◆ **Task**
Whenever "once" appears in a line of the entries below, that line counts; give the total only.

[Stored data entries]
fn run_complaint(db: &Database, config: &Config, action: ComplaintCommand) -> CliResult {
    match action {
        ComplaintCommand::Submit {
            student,
            title,
            description,
            priority,
            category,
            assign,
            deadline,
            sla_hours,
        } => {
            let mut new = NewComplaint::new(student, title, description).priority(priority);
            if let Some(category) = category {
                new = new.category(category);
            }
            if let Some(staff) = assign {
                new = new.assigned_to(staff);
            }
            if let Some(deadline) = deadline {
                new = new.deadline(deadline);
            }
            let sla = sla_hours.map(SlaSettings::with_resolution_hours).unwrap_or(config.sla);

            let complaint = db.create_complaint(new, &sla)?;
            println!("{} complaint {}", "Created".green(), complaint);
            if let Some(deadline) = complaint.sla_deadline() {
                println!("   SLA deadline: {}", fmt_time(deadline));
            }
        }
        ComplaintCommand::List {
            status,
            priority,
            student,
            staff,
            category,
            breached,
            overdue,
            json,
        } => {
            let filter = ComplaintFilter {
                status,
                priority,
                student_id: student,
                assigned_staff_id: staff,
                category_id: category,
                breached_only: breached,
            };
            let now = db.now();
            let complaints: Vec<Complaint> = db
                .list_complaints(&filter)?
                .into_iter()
                .filter(|c| !overdue || c.is_overdue(now))
                .collect();

            if json {
                let views: Vec<ComplaintView> =
                    complaints.iter().map(|c| ComplaintView::new(c, now)).collect();
                return print_json(&views);
            }
            if complaints.is_empty() {
                println!("No complaints.");
            }
            for c in &complaints {
                print_complaint_line(c, now);
            }
        }
        ComplaintCommand::Show { id, json } => {
            let complaint = get_complaint(db, id)?;
            let escalations = db.list_escalations(id)?;
            let comments = db.list_comments(id, true)?;
            let now = db.now();

            if json {
                return print_json(&ComplaintDetail {
                    view: ComplaintView::new(&complaint, now),
                    escalations: &escalations,
                    comments: &comments,
                });
            }
            print_complaint_detail(&complaint, &escalations, &comments, now);
        }
        ComplaintCommand::Assign { id, staff } => {
            let mut complaint = get_complaint(db, id)?;
            complaint.assigned_staff_id = staff;
            if staff.is_some() && complaint.status == Status::Pending {
                complaint.status = Status::InProgress;
            }
            db.save_complaint(&mut complaint)?;
            match staff {
                Some(staff) => println!("{} {} to staff #{}", "Assigned".green(), complaint, staff),
                None => println!("{} assignment on {}", "Cleared".yellow(), complaint),
            }
        }
        ComplaintCommand::Status { id, status, solution } => {
            let mut complaint = get_complaint(db, id)?;
            complaint.status = status;
            if solution.is_some() {
                complaint.solution = solution;
            }
            save_and_report(db, &mut complaint)?;
        }
        ComplaintCommand::Resolve { id, solution } => {
            let mut complaint = get_complaint(db, id)?;
            complaint.status = Status::Resolved;
            complaint.solution = Some(solution);
            save_and_report(db, &mut complaint)?;
        }
        ComplaintCommand::Delete { id } => report_delete(db.delete_complaint(id)?, "complaint", id)?,
        ComplaintCommand::CheckSla => {
            let latched = db.refresh_sla_breaches()?;
            if latched == 0 {
                println!("No new SLA breaches.");
            } else {
                println!("{} {} complaint(s) breached their SLA", "Recorded".red().bold(), latched);
            }
        }
        ComplaintCommand::Stats { json } => {
            let summary = db.complaint_summary()?;
            if json {
                return print_json(&summary);
            }
            println!("{}", "Complaints".bold());
            for entry in &summary.by_status {
                println!("   {:<12} {:>5}", status_colored(entry.status), entry.count);
            }
            println!("   {:<12} {:>5}", "total", summary.total);
            println!("   {:<12} {:>5}", "breached".red(), summary.breached);
            println!("   {:<12} {:>5}", "overdue".yellow(), summary.overdue);
        }
    }
    Ok(())
}

fn get_complaint(db: &Database, id: i32) -> Result<Complaint, DbError> {
    db.get_complaint(id)?
        .ok_or(DbError::NotFound { entity: "complaint", id })
}

fn save_and_report(db: &Database, complaint: &mut Complaint) -> CliResult {
    let effects = db.save_complaint(complaint)?;
    println!("{} {} is now {}", "Updated".green(), complaint, status_colored(complaint.status));
    if effects.resolution_latched {
        if let Some(took) = complaint.time_to_resolve() {
            println!("   Resolved after {}", fmt_duration(took));
        }
    }
    if effects.breach_latched {
        println!("   {}", "SLA deadline has passed".red());
    }
    Ok(())
}

fn print_complaint_line(c: &Complaint, now: DateTime<Utc>) {
    let sla = if c.is_overdue(now) {
        "OVERDUE".red().bold()
    } else if c.is_sla_breached() {
        "breached".red()
    } else {
        "".normal()
    };
    println!(
        "{:>4}  {:<12} {:<7} {}  {}",
        c.id(),
        status_colored(c.status),
        c.priority,
        c.title,
        sla
    );
}
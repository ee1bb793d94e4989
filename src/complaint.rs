//! Complaint records and their SLA rules
//!
//! Every write of a complaint runs [`Complaint::apply_business_rules`]
//! before it reaches the database:
//!
//! 1. On first save only, a missing deadline becomes
//!    `now + SlaSettings::resolution_time_hours`.
//! 2. A resolved complaint gets `resolved_at = now`, once.
//! 3. A complaint past its deadline gets `is_sla_breached = true`, whatever
//!    its status. The flag is never lowered.
//!
//! Identity is tracked in the type: a [`NewComplaint`] becomes an
//! [`UnsavedComplaint`] through [`NewComplaint::prepare`], and the
//! persistence layer turns that into a [`Complaint`] once the row id is known.

use crate::config::SlaSettings;
use crate::latch::{Latch, StickyFlag};
use crate::models::{Priority, Status};
use chrono::{DateTime, Datelike, Duration, Utc};
use serde::Serialize;
use thiserror::Error;

/// Why a first-save deadline was refused
#[derive(Debug, Clone, PartialEq, Eq, Error)]
pub enum DeadlineError {
    #[error("an SLA window of {hours} hours overflows the calendar")]
    WindowOverflow { hours: u32 },
    #[error("SLA deadline {0} is outside years 0000-9999")]
    OutOfRange(DateTime<Utc>),
}

/// RFC 3339 only has room for four-digit years
pub(crate) fn is_storable(ts: DateTime<Utc>) -> bool {
    (0..=9999).contains(&ts.year())
}

/// What the business rules changed on one write
#[derive(Debug, Clone, Copy, Default, PartialEq, Eq)]
pub struct RuleEffects {
    pub deadline_assigned: bool,
    pub resolution_latched: bool,
    pub breach_latched: bool,
}

/// Input for a complaint that has never been saved
#[derive(Debug, Clone, PartialEq, Eq)]
pub struct NewComplaint {
    pub student_id: i32,
    pub assigned_staff_id: Option<i32>,
    pub category_id: Option<i32>,
    pub title: String,
    pub description: String,
    pub status: Status,
    pub priority: Priority,
    pub solution: Option<String>,
    /// Explicit deadline; when absent one is computed from the SLA settings
    pub sla_deadline: Option<DateTime<Utc>>,
}

impl NewComplaint {
    pub fn new(student_id: i32, title: impl Into<String>, description: impl Into<String>) -> Self {
        Self {
            student_id,
            assigned_staff_id: None,
            category_id: None,
            title: title.into(),
            description: description.into(),
            status: Status::default(),
            priority: Priority::default(),
            solution: None,
            sla_deadline: None,
        }
    }

    pub fn priority(mut self, priority: Priority) -> Self {
        self.priority = priority;
        self
    }

    pub fn status(mut self, status: Status) -> Self {
        self.status = status;
        self
    }

    pub fn category(mut self, category_id: i32) -> Self {
        self.category_id = Some(category_id);
        self
    }

    pub fn assigned_to(mut self, staff_id: i32) -> Self {
        self.assigned_staff_id = Some(staff_id);
        self
    }

    pub fn deadline(mut self, deadline: DateTime<Utc>) -> Self {
        self.sla_deadline = Some(deadline);
        self
    }

    /// Run the first-save rules and stamp creation time.
    ///
    /// Fails when the deadline, given or computed, cannot be stored.
    pub fn prepare(
        self,
        now: DateTime<Utc>,
        sla: &SlaSettings,
    ) -> Result<(UnsavedComplaint, RuleEffects), DeadlineError> {
        let deadline = match self.sla_deadline {
            Some(explicit) => explicit,
            None => now
                .checked_add_signed(sla.resolution_window())
                .ok_or(DeadlineError::WindowOverflow {
                    hours: sla.resolution_time_hours,
                })?,
        };
        if !is_storable(deadline) {
            return Err(DeadlineError::OutOfRange(deadline));
        }

        let mut complaint = Complaint {
            id: (),
            student_id: self.student_id,
            assigned_staff_id: self.assigned_staff_id,
            category_id: self.category_id,
            title: self.title,
            description: self.description,
            status: self.status,
            priority: self.priority,
            solution: self.solution,
            created_at: now,
            updated_at: now,
            resolved_at: Latch::unset(),
            sla_deadline: Latch::from_stored(self.sla_deadline),
            is_sla_breached: StickyFlag::default(),
        };
        let deadline_assigned = complaint.sla_deadline.set(deadline);
        let mut effects = complaint.apply_business_rules(now);
        effects.deadline_assigned = deadline_assigned;
        Ok((complaint, effects))
    }
}

/// A complaint record. `Id` is `i32` once persisted, `()` before.
#[derive(Debug, Clone, PartialEq, Eq, Serialize)]
pub struct Complaint<Id = i32> {
    id: Id,
    pub student_id: i32,
    pub assigned_staff_id: Option<i32>,
    pub category_id: Option<i32>,
    pub title: String,
    pub description: String,
    pub status: Status,
    pub priority: Priority,
    pub solution: Option<String>,
    created_at: DateTime<Utc>,
    updated_at: DateTime<Utc>,
    resolved_at: Latch<DateTime<Utc>>,
    sla_deadline: Latch<DateTime<Utc>>,
    is_sla_breached: StickyFlag,
}

/// A complaint that has been through the first-save rules but has no row yet
pub type UnsavedComplaint = Complaint<()>;

impl<Id> Complaint<Id> {
    /// Recompute derived fields for a write at `now`.
    ///
    /// Refreshes `updated_at`, latches `resolved_at` if the complaint is
    /// resolved, and raises the breach flag if the deadline has passed.
    pub fn apply_business_rules(&mut self, now: DateTime<Utc>) -> RuleEffects {
        self.updated_at = now;

        let resolution_latched = self.status == Status::Resolved && self.resolved_at.set(now);

        let breach_latched = match self.sla_deadline.value() {
            Some(deadline) if now > deadline => self.is_sla_breached.raise(),
            _ => false,
        };

        RuleEffects {
            deadline_assigned: false,
            resolution_latched,
            breach_latched,
        }
    }

    /// Past the deadline and still open. Unlike the breach flag this is
    /// computed fresh on every call and ignores resolved/closed complaints.
    pub fn is_overdue(&self, now: DateTime<Utc>) -> bool {
        match self.sla_deadline.value() {
            Some(deadline) if !self.status.is_terminal() => now > deadline,
            _ => false,
        }
    }

    pub fn time_to_resolve(&self) -> Option<Duration> {
        self.resolved_at.value().map(|resolved| resolved - self.created_at)
    }

    pub fn badge_class(&self) -> &'static str {
        self.status.badge_class()
    }

    pub fn created_at(&self) -> DateTime<Utc> {
        self.created_at
    }

    pub fn updated_at(&self) -> DateTime<Utc> {
        self.updated_at
    }

    pub fn resolved_at(&self) -> Option<DateTime<Utc>> {
        self.resolved_at.value()
    }

    pub fn sla_deadline(&self) -> Option<DateTime<Utc>> {
        self.sla_deadline.value()
    }

    pub fn is_sla_breached(&self) -> bool {
        self.is_sla_breached.is_raised()
    }
}

impl UnsavedComplaint {
    pub(crate) fn with_id(self, id: i32) -> Complaint {
        Complaint {
            id,
            student_id: self.student_id,
            assigned_staff_id: self.assigned_staff_id,
            category_id: self.category_id,
            title: self.title,
            description: self.description,
            status: self.status,
            priority: self.priority,
            solution: self.solution,
            created_at: self.created_at,
            updated_at: self.updated_at,
            resolved_at: self.resolved_at,
            sla_deadline: self.sla_deadline,
            is_sla_breached: self.is_sla_breached,
        }
    }
}

/// Stored column values, used to rebuild a complaint from a row
pub(crate) struct StoredComplaint {
    pub id: i32,
    pub student_id: i32,
    pub assigned_staff_id: Option<i32>,
    pub category_id: Option<i32>,
    pub title: String,
    pub description: String,
    pub status: Status,
    pub priority: Priority,
    pub solution: Option<String>,
    pub created_at: DateTime<Utc>,
    pub updated_at: DateTime<Utc>,
    pub resolved_at: Option<DateTime<Utc>>,
    pub sla_deadline: Option<DateTime<Utc>>,
    pub is_sla_breached: bool,
}

impl From<StoredComplaint> for Complaint {
    fn from(s: StoredComplaint) -> Self {
        Complaint {
            id: s.id,
            student_id: s.student_id,
            assigned_staff_id: s.assigned_staff_id,
            category_id: s.category_id,
            title: s.title,
            description: s.description,
            status: s.status,
            priority: s.priority,
            solution: s.solution,
            created_at: s.created_at,
            updated_at: s.updated_at,
            resolved_at: Latch::from_stored(s.resolved_at),
            sla_deadline: Latch::from_stored(s.sla_deadline),
            is_sla_breached: StickyFlag::from_stored(s.is_sla_breached),
        }
    }
}

impl Complaint {
    pub fn id(&self) -> i32 {
        self.id
    }
}

impl std::fmt::Display for Complaint {
    fn fmt(&self, f: &mut std::fmt::Formatter<'_>) -> std::fmt::Result {
        write!(f, "#{} - {}", self.id, self.title)
    }
}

◆ **Solution for this problem**
3